Transcripts
1. Introduction: Let's put a bit of creativity back into AI assisted writing. At the end of this class,
you'll have a piece of writing ready to publish
today. A social post, email, webpage, or blog article. You'll also have a
simple three edit workflow you can reuse every
time you draft with AI. Use it regularly, and it
quickly becomes a habit. Hello, I'm Ruth. I'm
a full time writer. I write persuasive
marketing copy for businesses and charities, and I use AI in my own
workflow every week. I was an early adopter, and I now teach AI writing
skills to people who want to write faster
without losing their voice.
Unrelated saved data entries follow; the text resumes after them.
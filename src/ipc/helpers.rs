use serde::de::DeserializeOwned;

use crate::config::{CalcConfig, CalcConfigPatch};
use crate::ipc::error::err;
use crate::ipc::types::{AppState, Request};
use crate::model::Gradebook;

/// Required typed param; the error is a ready-to-send response.
pub fn param<T: DeserializeOwned>(req: &Request, key: &str) -> Result<T, serde_json::Value> {
    let Some(raw) = req.params.get(key) else {
        return Err(err(&req.id, "bad_params", format!("missing params.{}", key), None));
    };
    serde_json::from_value(raw.clone()).map_err(|e| {
        err(
            &req.id,
            "bad_params",
            format!("params.{} is invalid: {}", key, e),
            None,
        )
    })
}

/// Session config overlaid with the request's optional `config` object.
pub fn request_config(state: &AppState, req: &Request) -> Result<CalcConfig, serde_json::Value> {
    let patch = CalcConfigPatch::from_json(req.params.get("config"))
        .map_err(|m| err(&req.id, "bad_params", m, None))?;
    Ok(state.session_config().apply(&patch))
}

pub fn loaded_gradebook<'a>(
    state: &'a AppState,
    req: &Request,
) -> Result<&'a Gradebook, serde_json::Value> {
    state.gradebook.as_ref().ok_or_else(|| {
        err(
            &req.id,
            "no_gradebook",
            "open or set a gradebook first",
            None,
        )
    })
}
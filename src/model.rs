use chrono::{DateTime, NaiveDate, Utc};
use serde::{Deserialize, Serialize};

#[derive(Debug, Clone, PartialEq, Serialize, Deserialize)]
#[serde(rename_all = "camelCase")]
pub struct Task {
    pub id: String,
    #[serde(default)]
    pub title: String,
    pub category_id: String,
    pub period_id: String,
    pub max_points: f64,
    #[serde(default, skip_serializing_if = "Option::is_none")]
    pub due_date: Option<NaiveDate>,
}

#[derive(Debug, Clone, PartialEq, Serialize, Deserialize)]
#[serde(rename_all = "camelCase")]
pub struct Category {
    pub id: String,
    #[serde(default)]
    pub name: String,
    pub weight: f64,
    /// `None` puts the category in every period's weight table.
    #[serde(default, skip_serializing_if = "Option::is_none")]
    pub period_id: Option<String>,
}

impl Category {
    pub fn applies_to(&self, period_id: &str) -> bool {
        self.period_id.as_deref().map(|p| p == period_id).unwrap_or(true)
    }
}

#[derive(Debug, Clone, PartialEq, Serialize, Deserialize)]
#[serde(rename_all = "camelCase")]
pub struct Period {
    pub id: String,
    #[serde(default)]
    pub name: String,
    pub weight: f64,
    pub start_date: NaiveDate,
    pub end_date: NaiveDate,
}

#[derive(Debug, Clone, PartialEq, Serialize, Deserialize)]
#[serde(rename_all = "camelCase")]
pub struct Score {
    pub student_id: String,
    pub task_id: String,
    pub earned: f64,
    #[serde(default, skip_serializing_if = "Option::is_none")]
    pub graded_at: Option<DateTime<Utc>>,
}

#[derive(Debug, Clone, PartialEq, Serialize, Deserialize)]
#[serde(rename_all = "camelCase")]
pub struct Student {
    pub id: String,
    #[serde(default, skip_serializing_if = "Option::is_none")]
    pub display_name: Option<String>,
}

/// One course snapshot: weight configuration plus every recorded score.
#[derive(Debug, Clone, Default, PartialEq, Serialize, Deserialize)]
#[serde(rename_all = "camelCase")]
pub struct Gradebook {
    #[serde(default)]
    pub periods: Vec<Period>,
    #[serde(default)]
    pub categories: Vec<Category>,
    #[serde(default)]
    pub tasks: Vec<Task>,
    #[serde(default)]
    pub scores: Vec<Score>,
    #[serde(default)]
    pub students: Vec<Student>,
}

impl Gradebook {
    pub fn from_json_file(path: &std::path::Path) -> anyhow::Result<Self> {
        let bytes = std::fs::read(path)?;
        let gradebook: Gradebook = serde_json::from_slice(&bytes)?;
        Ok(gradebook)
    }

    /// Weight table for one period, in configured order.
    pub fn categories_for_period(&self, period_id: &str) -> Vec<&Category> {
        self.categories
            .iter()
            .filter(|c| c.applies_to(period_id))
            .collect()
    }

    pub fn tasks_in(&self, period_id: &str, category_id: &str) -> Vec<&Task> {
        self.tasks
            .iter()
            .filter(|t| t.period_id == period_id && t.category_id == category_id)
            .collect()
    }

    pub fn scores_for_student(&self, student_id: &str) -> Vec<&Score> {
        self.scores
            .iter()
            .filter(|s| s.student_id == student_id)
            .collect()
    }

    /// Roster order first, then ids that only appear on scores, sorted.
    pub fn student_ids(&self) -> Vec<String> {
        let mut out: Vec<String> = Vec::new();
        for s in &self.students {
            if !out.contains(&s.id) {
                out.push(s.id.clone());
            }
        }
        let mut extra: Vec<String> = self
            .scores
            .iter()
            .filter(|s| !out.contains(&s.student_id))
            .map(|s| s.student_id.clone())
            .collect();
        extra.sort();
        extra.dedup();
        out.extend(extra);
        out
    }

    pub fn display_name(&self, student_id: &str) -> Option<String> {
        self.students
            .iter()
            .find(|s| s.id == student_id)
            .and_then(|s| s.display_name.clone())
    }
}

#[cfg(test)]
mod tests {
    use super::*;
    use serde_json::json;

    #[test]
    fn gradebook_parses_camel_case_json() {
        let raw = json!({
            "periods": [
                { "id": "q1", "name": "Quarter 1", "weight": 100.0,
                  "startDate": "2026-09-01", "endDate": "2026-11-01" }
            ],
            "categories": [
                { "id": "hw", "name": "Homework", "weight": 40.0 },
                { "id": "t", "name": "Tests", "weight": 60.0, "periodId": "q1" }
            ],
            "tasks": [
                { "id": "t1", "title": "HW 1", "categoryId": "hw", "periodId": "q1",
                  "maxPoints": 20.0, "dueDate": "2026-09-10" }
            ],
            "scores": [
                { "studentId": "s1", "taskId": "t1", "earned": 18.0,
                  "gradedAt": "2026-09-11T10:00:00Z" }
            ]
        });
        let gb: Gradebook = serde_json::from_value(raw).expect("parse gradebook");
        assert_eq!(gb.periods[0].end_date.to_string(), "2026-11-01");
        assert_eq!(gb.tasks[0].max_points, 20.0);
        assert!(gb.scores[0].graded_at.is_some());
        assert!(gb.students.is_empty());
        assert_eq!(gb.categories_for_period("q1").len(), 2);
        assert_eq!(gb.categories_for_period("q2").len(), 1);
    }

    #[test]
    fn student_ids_keep_roster_order_then_sorted_extras() {
        let gb = Gradebook {
            students: vec![
                Student {
                    id: "zed".into(),
                    display_name: None,
                },
                Student {
                    id: "amy".into(),
                    display_name: Some("Amy".into()),
                },
            ],
            scores: vec![
                Score {
                    student_id: "kim".into(),
                    task_id: "t".into(),
                    earned: 1.0,
                    graded_at: None,
                },
                Score {
                    student_id: "bob".into(),
                    task_id: "t".into(),
                    earned: 1.0,
                    graded_at: None,
                },
                Score {
                    student_id: "amy".into(),
                    task_id: "t".into(),
                    earned: 1.0,
                    graded_at: None,
                },
            ],
            ..Default::default()
        };
        assert_eq!(gb.student_ids(), vec!["zed", "amy", "bob", "kim"]);
        assert_eq!(gb.display_name("amy").as_deref(), Some("Amy"));
        assert_eq!(gb.display_name("bob"), None);
    }
}
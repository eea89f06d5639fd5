use crate::calc;
use crate::ipc::error::{err, ok};
use crate::ipc::helpers::{loaded_gradebook, param, request_config};
use crate::ipc::types::{AppState, Request};
use crate::model::Gradebook;
use serde_json::json;
use std::path::PathBuf;

fn counts(gb: &Gradebook) -> serde_json::Value {
    json!({
        "periodCount": gb.periods.len(),
        "categoryCount": gb.categories.len(),
        "taskCount": gb.tasks.len(),
        "scoreCount": gb.scores.len(),
        "studentCount": gb.student_ids().len(),
    })
}

fn handle_gradebook_open(state: &mut AppState, req: &Request) -> serde_json::Value {
    let p = req
        .params
        .get("path")
        .and_then(|v| v.as_str())
        .map(PathBuf::from);
    let Some(path) = p else {
        return err(&req.id, "bad_params", "missing params.path", None);
    };

    match Gradebook::from_json_file(&path) {
        Ok(gb) => {
            tracing::info!(
                path = %path.display(),
                tasks = gb.tasks.len(),
                scores = gb.scores.len(),
                "gradebook opened"
            );
            let result = counts(&gb);
            state.gradebook = Some(gb);
            state.gradebook_path = Some(path);
            ok(&req.id, result)
        }
        Err(e) => {
            tracing::warn!(path = %path.display(), error = %e, "gradebook open failed");
            err(&req.id, "gradebook_load_failed", format!("{e:#}"), None)
        }
    }
}

fn handle_gradebook_set(state: &mut AppState, req: &Request) -> serde_json::Value {
    let gb: Gradebook = match param(req, "gradebook") {
        Ok(v) => v,
        Err(resp) => return resp,
    };
    tracing::info!(tasks = gb.tasks.len(), scores = gb.scores.len(), "gradebook set");
    let result = counts(&gb);
    state.gradebook = Some(gb);
    state.gradebook_path = None;
    ok(&req.id, result)
}

fn handle_gradebook_validate(state: &mut AppState, req: &Request) -> serde_json::Value {
    let cfg = match request_config(state, req) {
        Ok(v) => v,
        Err(resp) => return resp,
    };
    let gb = match loaded_gradebook(state, req) {
        Ok(v) => v,
        Err(resp) => return resp,
    };
    let report = calc::validate_gradebook(gb, &cfg);
    if !report.is_clean() {
        tracing::warn!(
            issues = report.issues.len(),
            errors = report.errors.len(),
            "gradebook has configuration problems"
        );
    }
    ok(
        &req.id,
        json!({
            "clean": report.is_clean(),
            "issues": report.issues,
            "errors": report.errors,
        }),
    )
}

pub fn try_handle(state: &mut AppState, req: &Request) -> Option<serde_json::Value> {
    match req.method.as_str() {
        "gradebook.open" => Some(handle_gradebook_open(state, req)),
        "gradebook.set" => Some(handle_gradebook_set(state, req)),
        "gradebook.validate" => Some(handle_gradebook_validate(state, req)),
        _ => None,
    }
}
Chat GPT, Claude, and Gemini are great for getting a
draft on the page quickly. But even with a strong prompt, those drafts tend to
be vague and generic. And the longer the draft, the harder it is to fix. You're scrolling,
tweaking sentences, second guessing edits, and endlessly re-prompting. It can quickly turn into
an organisational mess. What I'm going to show you is a simple way to bring
that back under control. A clear three step edit you can run through quickly
without overthinking it. This class is perfect for you if you use AI to draft content, but struggle to make
it sound natural. Maybe you're a freelancer,
a small business owner, a marketer or a content creator who needs to write
regularly and quickly, but you don't want your
writing to sound robotic. What I'm about to show
you will help you turn an AI draft into something
human and usable, fast. Let's get started.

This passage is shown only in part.